**Source information**
━━━━━━━━

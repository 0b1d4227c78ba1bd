//! Source-hosting API surface consumed by the builder.
//!
//! The wire types mirror the subset of the GitHub REST responses the builder
//! reads. [`HostingApi`] is the seam between the build logic and the network.

use anyhow::{bail, Result};
use async_trait::async_trait;
use chrono::{DateTime, Utc};
use serde::{Deserialize, Serialize};
use std::collections::BTreeMap;
use std::fmt;
use std::str::FromStr;

/// Repository identifier in `owner/name` form.
#[derive(Debug, Clone, PartialEq, Eq, Hash, Deserialize)]
#[serde(try_from = "String")]
pub struct RepoId {
    pub owner: String,
    pub name: String,
}

impl RepoId {
    pub fn new(owner: impl Into<String>, name: impl Into<String>) -> Self {
        Self {
            owner: owner.into(),
            name: name.into(),
        }
    }
}

impl FromStr for RepoId {
    type Err = anyhow::Error;

    fn from_str(s: &str) -> Result<Self> {
        match s.split_once('/') {
            Some((owner, name))
                if !owner.is_empty() && !name.is_empty() && !name.contains('/') =>
            {
                Ok(Self::new(owner, name))
            }
            _ => bail!("invalid repository '{}', expected owner/name", s),
        }
    }
}

impl TryFrom<String> for RepoId {
    type Error = anyhow::Error;

    fn try_from(s: String) -> Result<Self> {
        s.parse()
    }
}

impl fmt::Display for RepoId {
    fn fmt(&self, f: &mut fmt::Formatter<'_>) -> fmt::Result {
        write!(f, "{}/{}", self.owner, self.name)
    }
}

/// A file attached to a release.
#[derive(Debug, Clone, Deserialize)]
pub struct Asset {
    pub name: String,
    /// API URL; returns raw content when requested as `application/octet-stream`.
    pub url: String,
    pub browser_download_url: String,
}

/// One published release.
#[derive(Debug, Clone, Deserialize)]
pub struct Release {
    pub tag_name: String,
    #[serde(default)]
    pub draft: bool,
    #[serde(default)]
    pub prerelease: bool,
    #[serde(default)]
    pub body: Option<String>,
    #[serde(default)]
    pub assets: Vec<Asset>,
}

#[derive(Debug, Clone, Default, Deserialize)]
pub struct RepositoryOwner {
    #[serde(default)]
    pub login: Option<String>,
    #[serde(default)]
    pub avatar_url: Option<String>,
    #[serde(default)]
    pub html_url: Option<String>,
}

#[derive(Debug, Clone, Deserialize)]
pub struct RepositoryLicense {
    #[serde(default)]
    pub spdx_id: Option<String>,
}

/// Repository profile as returned by `GET /repos/{owner}/{repo}`.
#[derive(Debug, Clone, Default, Deserialize)]
#[serde(default)]
pub struct RepositoryProfile {
    pub name: String,
    pub full_name: String,
    pub description: Option<String>,
    pub html_url: String,
    pub clone_url: Option<String>,
    pub default_branch: String,
    pub language: Option<String>,
    pub license: Option<RepositoryLicense>,
    pub owner: Option<RepositoryOwner>,
    pub size: u64,
    pub stargazers_count: u64,
    pub watchers_count: u64,
    pub forks_count: u64,
    pub open_issues_count: u64,
    pub topics: Vec<String>,
    pub archived: bool,
    pub disabled: bool,
    pub has_issues: bool,
    pub has_wiki: bool,
    pub has_discussions: bool,
    pub created_at: Option<DateTime<Utc>>,
    pub updated_at: Option<DateTime<Utc>>,
    pub pushed_at: Option<DateTime<Utc>>,
}

/// A repository contributor, reduced to what the feed publishes.
#[derive(Debug, Clone, PartialEq, Serialize, Deserialize)]
pub struct Contributor {
    pub login: String,
    #[serde(default)]
    pub avatar_url: Option<String>,
    #[serde(rename(deserialize = "html_url", serialize = "url"), default)]
    pub url: Option<String>,
    #[serde(default)]
    pub contributions: u64,
}

/// Commits in one week, `week` being the unix timestamp of the week start.
#[derive(Debug, Clone, Copy, PartialEq, Eq, Serialize, Deserialize)]
pub struct WeeklyCommits {
    pub week: i64,
    pub total: u64,
}

/// Language name to byte count.
pub type Languages = BTreeMap<String, u64>;

/// Read-only access to a source-hosting service.
///
/// Facet reads return an empty value (or `None`) when the service answers
/// with a non-success status. `Err` is reserved for transport failures and
/// undecodable responses.
#[async_trait]
pub trait HostingApi: Send + Sync {
    async fn repository(&self, repo: &RepoId) -> Result<Option<RepositoryProfile>>;

    async fn releases(&self, repo: &RepoId) -> Result<Vec<Release>>;

    async fn languages(&self, repo: &RepoId) -> Result<Languages>;

    async fn contributors(&self, repo: &RepoId) -> Result<Vec<Contributor>>;

    async fn commit_activity(&self, repo: &RepoId) -> Result<Vec<WeeklyCommits>>;

    /// Raw content of a release asset, `None` on a non-success status.
    async fn asset_content(&self, asset: &Asset) -> Result<Option<Vec<u8>>>;

    /// Full body of a direct download URL, `None` on a non-success status.
    async fn download(&self, url: &str) -> Result<Option<Vec<u8>>>;
}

━━━━━━━━

**Work to complete**
Your task is to print the whole listing again exactly.

**Task solution**
repository 0b1d4227c78ba1bd
//! Source-hosting API surface consumed by the builder.
//!
//! The wire types mirror the subset of the GitHub REST responses the builder
//! reads. [`HostingApi`] is the seam between the build logic and the network.

use anyhow::{bail, Result};
use async_trait::async_trait;
use chrono::{DateTime, Utc};
use serde::{Deserialize, Serialize};
use std::collections::BTreeMap;
use std::fmt;
use std::str::FromStr;

/// Repository identifier in `owner/name` form.
#[derive(Debug, Clone, PartialEq, Eq, Hash, Deserialize)]
#[serde(try_from = "String")]
pub struct RepoId {
    pub owner: String,
    pub name: String,
}

impl RepoId {
    pub fn new(owner: impl Into<String>, name: impl Into<String>) -> Self {
        Self {
            owner: owner.into(),
            name: name.into(),
        }
    }
}

impl FromStr for RepoId {
    type Err = anyhow::Error;

    fn from_str(s: &str) -> Result<Self> {
        match s.split_once('/') {
            Some((owner, name))
                if !owner.is_empty() && !name.is_empty() && !name.contains('/') =>
            {
                Ok(Self::new(owner, name))
            }
            _ => bail!("invalid repository '{}', expected owner/name", s),
        }
    }
}

impl TryFrom<String> for RepoId {
    type Error = anyhow::Error;

    fn try_from(s: String) -> Result<Self> {
        s.parse()
    }
}

impl fmt::Display for RepoId {
    fn fmt(&self, f: &mut fmt::Formatter<'_>) -> fmt::Result {
        write!(f, "{}/{}", self.owner, self.name)
    }
}

/// A file attached to a release.
#[derive(Debug, Clone, Deserialize)]
pub struct Asset {
    pub name: String,
    /// API URL; returns raw content when requested as `application/octet-stream`.
    pub url: String,
    pub browser_download_url: String,
}

/// One published release.
#[derive(Debug, Clone, Deserialize)]
pub struct Release {
    pub tag_name: String,
    #[serde(default)]
    pub draft: bool,
    #[serde(default)]
    pub prerelease: bool,
    #[serde(default)]
    pub body: Option<String>,
    #[serde(default)]
    pub assets: Vec<Asset>,
}

#[derive(Debug, Clone, Default, Deserialize)]
pub struct RepositoryOwner {
    #[serde(default)]
    pub login: Option<String>,
    #[serde(default)]
    pub avatar_url: Option<String>,
    #[serde(default)]
    pub html_url: Option<String>,
}

#[derive(Debug, Clone, Deserialize)]
pub struct RepositoryLicense {
    #[serde(default)]
    pub spdx_id: Option<String>,
}

/// Repository profile as returned by `GET /repos/{owner}/{repo}`.
#[derive(Debug, Clone, Default, Deserialize)]
#[serde(default)]
pub struct RepositoryProfile {
    pub name: String,
    pub full_name: String,
    pub description: Option<String>,
    pub html_url: String,
    pub clone_url: Option<String>,
    pub default_branch: String,
    pub language: Option<String>,
    pub license: Option<RepositoryLicense>,
    pub owner: Option<RepositoryOwner>,
    pub size: u64,
    pub stargazers_count: u64,
    pub watchers_count: u64,
    pub forks_count: u64,
    pub open_issues_count: u64,
    pub topics: Vec<String>,
    pub archived: bool,
    pub disabled: bool,
    pub has_issues: bool,
    pub has_wiki: bool,
    pub has_discussions: bool,
    pub created_at: Option<DateTime<Utc>>,
    pub updated_at: Option<DateTime<Utc>>,
    pub pushed_at: Option<DateTime<Utc>>,
}

/// A repository contributor, reduced to what the feed publishes.
#[derive(Debug, Clone, PartialEq, Serialize, Deserialize)]
pub struct Contributor {
    pub login: String,
    #[serde(default)]
    pub avatar_url: Option<String>,
    #[serde(rename(deserialize = "html_url", serialize = "url"), default)]
    pub url: Option<String>,
    #[serde(default)]
    pub contributions: u64,
}

/// Commits in one week, `week` being the unix timestamp of the week start.
#[derive(Debug, Clone, Copy, PartialEq, Eq, Serialize, Deserialize)]
pub struct WeeklyCommits {
    pub week: i64,
    pub total: u64,
}

/// Language name to byte count.
pub type Languages = BTreeMap<String, u64>;

/// Read-only access to a source-hosting service.
///
/// Facet reads return an empty value (or `None`) when the service answers
/// with a non-success status. `Err` is reserved for transport failures and
/// undecodable responses.
#[async_trait]
pub trait HostingApi: Send + Sync {
    async fn repository(&self, repo: &RepoId) -> Result<Option<RepositoryProfile>>;

    async fn releases(&self, repo: &RepoId) -> Result<Vec<Release>>;

    async fn languages(&self, repo: &RepoId) -> Result<Languages>;

    async fn contributors(&self, repo: &RepoId) -> Result<Vec<Contributor>>;

    async fn commit_activity(&self, repo: &RepoId) -> Result<Vec<WeeklyCommits>>;

    /// Raw content of a release asset, `None` on a non-success status.
    async fn asset_content(&self, asset: &Asset) -> Result<Option<Vec<u8>>>;

    /// Full body of a direct download URL, `None` on a non-success status.
    async fn download(&self, url: &str) -> Result<Option<Vec<u8>>>;
}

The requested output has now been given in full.